Ce signe, largement démocratisé dans les communications Guerlain dès 2017, est le tatouage. Angelina Jolie, pour « Mon Guerlain », arbore dans le creux de son bras, des écritures à l’encre noire. Tout s’intensifie en 2018, avec cette même fragrance, cette même actrice, qui présente cette fois son dos grimé de son identité visuelle ou son épaule tout aussi intimement dessinée. Elle ajoutera « Mon Guerlain, est mon tatouage invisible, dont je me recouvre généreusement le corps ».
En 2018, ce signe est adopté par Yves-Saint Laurent, dans son nouvel opus de « Black Opium » avec Zoë Kravitz, qui dans une soirée tokyoïte endiablée, affiche son bras habillé d’intimité. Sur les réseaux sociaux, de façon plus timorée, c’est un nuage que l’on aperçoit sur le poignet d’une ambassadrice Dior pour « Joy ».

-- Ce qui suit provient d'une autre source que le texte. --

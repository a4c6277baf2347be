use std::io::ErrorKind;
use std::path::Path;

use thiserror::Error;

/// Maps an archive member name to the resource name used by update scripts.
///
/// Members under `data/` are plain resources; anything else lives at the archive root and gets
/// an absolute name.
pub fn archive_filename_to_resource(name: &str) -> Result<String, ResourceError>
{
	let resource = match name.strip_prefix("data/")
	{
		Some(rest) => rest.to_owned(),
		None => format!("/{name}"),
	};
	if resource.contains('\0')
	{
		return Err(ResourceError::BadPath(name.to_owned()));
	}
	Ok(resource)
}

#[derive(Clone, Debug, Eq, Error, PartialEq)]
pub enum ResourceError
{
	#[error("bad path found in archive ({0:?})")]
	BadPath(String),
}

/// Whether `path` is a regular file, or will become one when opened without special flags.
pub fn will_be_regular_file(path: &Path) -> bool
{
	if is_device_namespace(path)
	{
		return false;
	}
	// creating regular files in /dev is almost never intended
	let is_in_dev = cfg!(any(target_os = "linux", target_os = "macos")) && path.starts_with("/dev/");
	match std::fs::metadata(path)
	{
		Ok(meta) => meta.is_file(),
		Err(e) => e.kind() == ErrorKind::NotFound && !is_in_dev,
	}
}

#[cfg(windows)]
fn is_device_namespace(path: &Path) -> bool
{
	path.as_os_str().to_string_lossy().starts_with(r"\\.\")
}

#[cfg(not(windows))]
fn is_device_namespace(_: &Path) -> bool
{
	false
}

pub fn file_exists(path: &Path) -> bool
{
	std::fs::metadata(path).is_ok()
}
use core::fmt;
use core::mem::size_of;
use core::ops::{Deref, DerefMut};
use core::ptr::{self, NonNull};
use std::io;

use thiserror::Error;

/// Page size assumed when the operating system can't tell us.
pub const FALLBACK_PAGE_SIZE: usize = 4096;

/// How a [`PageAllocator`] obtains aligned memory.
#[derive(Clone, Copy, Debug, Eq, PartialEq)]
pub enum Strategy
{
	/// The platform's own aligned allocation (`posix_memalign`).
	Native,
	/// Over-allocate with `malloc` and keep the original address just below the aligned one.
	Offset,
}

impl Strategy
{
	pub fn is_available(self) -> bool
	{
		match self
		{
			Strategy::Native => cfg!(unix),
			Strategy::Offset => true,
		}
	}

	fn platform_default() -> Self
	{
		if Strategy::Native.is_available() {Strategy::Native} else {Strategy::Offset}
	}
}

#[cfg(unix)]
fn query_page_size() -> usize
{
	let rc = unsafe{libc::sysconf(libc::_SC_PAGESIZE)};
	match usize::try_from(rc)
	{
		Ok(size) if size.is_power_of_two() && size >= size_of::<*mut u8>() => size,
		_ =>
		{
			tracing::debug!(rc, "sysconf(_SC_PAGESIZE) unusable, assuming {FALLBACK_PAGE_SIZE}");
			FALLBACK_PAGE_SIZE
		},
	}
}

#[cfg(not(unix))]
fn query_page_size() -> usize
{
	FALLBACK_PAGE_SIZE
}

/// Hands out memory blocks starting on a page boundary.
///
/// The page size is looked up once when the allocator is created. Every pointer returned by
/// [`PageAllocator::allocate`] must go back through [`PageAllocator::free`] of an allocator with
/// the same page size and strategy; a [`PageBuffer`] takes care of that on its own.
#[derive(Clone, Copy, Debug, Eq, PartialEq)]
pub struct PageAllocator
{
	page_size: usize,
	strategy: Strategy,
}

impl PageAllocator
{
	pub fn new() -> Self
	{
		Self{page_size: query_page_size(), strategy: Strategy::platform_default()}
	}

	pub fn with_page_size(page_size: usize) -> Result<Self, AllocError>
	{
		// the offset strategy stores a pointer right below the aligned address
		if !page_size.is_power_of_two() || page_size < size_of::<*mut u8>()
		{
			return Err(AllocError::PageSize(page_size));
		}
		Ok(Self{page_size, strategy: Strategy::platform_default()})
	}

	pub fn with_strategy(self, strategy: Strategy) -> Result<Self, AllocError>
	{
		if !strategy.is_available()
		{
			return Err(AllocError::Unsupported(strategy));
		}
		Ok(Self{strategy, ..self})
	}

	pub fn page_size(&self) -> usize
	{
		self.page_size
	}

	pub fn strategy(&self) -> Strategy
	{
		self.strategy
	}

	/// Extra bytes the offset strategy requests on top of the caller's size.
	pub fn padding(&self) -> usize
	{
		self.page_size + self.page_size - 1
	}

	/// Allocates at least `size` bytes starting on a page boundary. The contents are uninitialized.
	pub fn allocate(&self, size: usize) -> Result<NonNull<u8>, AllocError>
	{
		match self.strategy
		{
			Strategy::Native => self.allocate_native(size),
			Strategy::Offset => self.allocate_offset(size),
		}
	}

	#[cfg(unix)]
	fn allocate_native(&self, size: usize) -> Result<NonNull<u8>, AllocError>
	{
		let mut out: *mut libc::c_void = ptr::null_mut();
		// a zero-sized request may legally come back as null
		let rc = unsafe{libc::posix_memalign(&mut out, self.page_size, size.max(1))};
		if rc != 0
		{
			return Err(AllocError::Native{size, source: io::Error::from_raw_os_error(rc)});
		}
		let ptr = NonNull::new(out.cast::<u8>()).ok_or_else(|| AllocError::Native{size, source: io::ErrorKind::OutOfMemory.into()})?;
		track_acquire(ptr.as_ptr());
		Ok(ptr)
	}

	#[cfg(not(unix))]
	fn allocate_native(&self, _: usize) -> Result<NonNull<u8>, AllocError>
	{
		Err(AllocError::Unsupported(Strategy::Native))
	}

	fn allocate_offset(&self, size: usize) -> Result<NonNull<u8>, AllocError>
	{
		let padding = self.padding();
		let Some(total) = size.checked_add(padding) else {return Err(AllocError::Overflow{size, padding})};
		let original = unsafe{libc::malloc(total)}.cast::<u8>();
		if original.is_null()
		{
			return Err(AllocError::Malloc{size: total, source: io::Error::last_os_error()});
		}
		track_acquire(original);
		// same as `((original + padding) & !(page_size - 1)) - original`, always in `page_size..=padding`
		let misalign = original as usize & (self.page_size - 1);
		let offset = if misalign == 0 {self.page_size} else {2 * self.page_size - misalign};
		unsafe
		{
			let aligned = original.add(offset);
			aligned.sub(size_of::<*mut u8>()).cast::<*mut u8>().write(original);
			Ok(NonNull::new_unchecked(aligned))
		}
	}

	/// Releases a block obtained from [`PageAllocator::allocate`].
	///
	/// # Safety
	/// `ptr` must have been returned by `allocate` of an allocator equal to this one and must not
	/// have been freed already.
	pub unsafe fn free(&self, ptr: NonNull<u8>)
	{
		let block = match self.strategy
		{
			Strategy::Native => ptr.as_ptr(),
			Strategy::Offset => ptr.as_ptr().sub(size_of::<*mut u8>()).cast::<*mut u8>().read(),
		};
		track_release(block);
		libc::free(block.cast());
	}

	/// Allocates a zeroed buffer that frees itself when dropped.
	pub fn buffer(&self, size: usize) -> Result<PageBuffer, AllocError>
	{
		let ptr = self.allocate(size)?;
		unsafe{ptr::write_bytes(ptr.as_ptr(), 0, size);}
		Ok(PageBuffer{ptr, len: size, alloc: *self})
	}
}

impl Default for PageAllocator
{
	fn default() -> Self
	{
		Self::new()
	}
}

#[derive(Debug, Error)]
pub enum AllocError
{
	#[error("invalid page size ({0})")]
	PageSize(usize),
	#[error("{0:?} allocation is not available on this platform")]
	Unsupported(Strategy),
	#[error("allocation size overflow ({size} bytes plus {padding} padding)")]
	Overflow{size: usize, padding: usize},
	#[error("posix_memalign {size} bytes")]
	Native{size: usize, #[source] source: io::Error},
	#[error("malloc {size} bytes")]
	Malloc{size: usize, #[source] source: io::Error},
}

impl AllocError
{
	/// The operating system error behind this failure, if there is one.
	pub fn os_error(&self) -> Option<&io::Error>
	{
		match self
		{
			Self::Native{source, ..} | Self::Malloc{source, ..} => Some(source),
			_ => None,
		}
	}
}

/// Owned page-aligned memory, zeroed on creation.
pub struct PageBuffer
{
	ptr: NonNull<u8>,
	len: usize,
	alloc: PageAllocator,
}

impl PageBuffer
{
	pub fn page_size(&self) -> usize
	{
		self.alloc.page_size
	}

	pub fn as_ptr(&self) -> *const u8
	{
		self.ptr.as_ptr()
	}

	pub fn as_mut_ptr(&mut self) -> *mut u8
	{
		self.ptr.as_ptr()
	}
}

impl Deref for PageBuffer
{
	type Target = [u8];

	fn deref(&self) -> &[u8]
	{
		unsafe{core::slice::from_raw_parts(self.ptr.as_ptr(), self.len)}
	}
}

impl DerefMut for PageBuffer
{
	fn deref_mut(&mut self) -> &mut [u8]
	{
		unsafe{core::slice::from_raw_parts_mut(self.ptr.as_ptr(), self.len)}
	}
}

impl Drop for PageBuffer
{
	fn drop(&mut self)
	{
		// the buffer only ever holds pointers from `self.alloc`
		unsafe{self.alloc.free(self.ptr);}
	}
}

impl fmt::Debug for PageBuffer
{
	fn fmt(&self, f: &mut fmt::Formatter<'_>) -> fmt::Result
	{
		f.debug_struct("PageBuffer").field("ptr", &self.ptr).field("len", &self.len).field("alloc", &self.alloc).finish()
	}
}

#[cfg(not(test))]
fn track_acquire(_: *mut u8) {}

#[cfg(not(test))]
fn track_release(_: *mut u8) {}

#[cfg(test)]
fn track_acquire(block: *mut u8)
{
	ledger::LIVE.with(|live| live.borrow_mut().insert(block as usize));
}

#[cfg(test)]
fn track_release(block: *mut u8)
{
	if !ledger::LIVE.with(|live| live.borrow_mut().remove(&(block as usize)))
	{
		ledger::STRAY.with(|stray| stray.set(stray.get() + 1));
	}
}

Les parfums sont par essence unisexes, cette tendance l’est aussi. Dès 2013, Paco Rabanne mise sur ce signe en choisissant Nick Youngquest, pour magnifier sa fragrance « Invictus ». C’est tout un torse personnalisé, que nous présente cet ancien rugbyman australien. Dior se lance dans l’aventure en 2015, pour « Sauvage » avec Johnny Depp aux bras emplis de symboles. Diesel s’éprend de la « tattoo mania » et lui offre un nom et un flacon. Au masculin en 2012 avec « Only the brave Tattoo », puis au féminin en 2013 avec « Loverdose Tattoo ». Un écrin aux airs d’encre de chine et une écriture empruntée à la calligraphie.
Clin d’œil au Street Art, dont le temps a été long avant de s’afficher aux côtés d’œuvres « plus conventionnelles » dans les musées nationaux. Le tatouage s’est affirmé au Quai Branly en 2015 au travers de l’exposition « Tatoueurs-Tatoués », lieu prestigieux où dialoguent les cultures du monde entier.
Qu’évoque le tatouage pour être courtisé par les marques de luxe ? Il parle du lien entretenu avec le corps, son appropriation, sa personnalisation, sa magnificence. Il évoque l’intimité qu’il appréhende subtilement. C’est un langage, un moyen de parler de soi fondé sur le visuel dont émane un message sensoriel. Il évoque le temps, la continuité. C’est une empreinte éternelle, un engagement.
Corps, intimité, message sensoriel, empreinte éternelle. N’est-ce pas le sens des essences des marques de luxe ? Le parfum ou la version olfactive du tatouage. Le parfum est à l’odorat, ce que le tatouage est à la vue : une communication confidentielle à travers un sens. Le tatouage ou la nouvelle fragrance visible ? Est-ce un message subliminal sur la fidélité retrouvée à une fragrance ? Une manière de lutter contre le zapping olfactif. Tatouage et création olfactive, une communication sensorielle entre deux arts, qui n’ont pas fini de nous surprendre.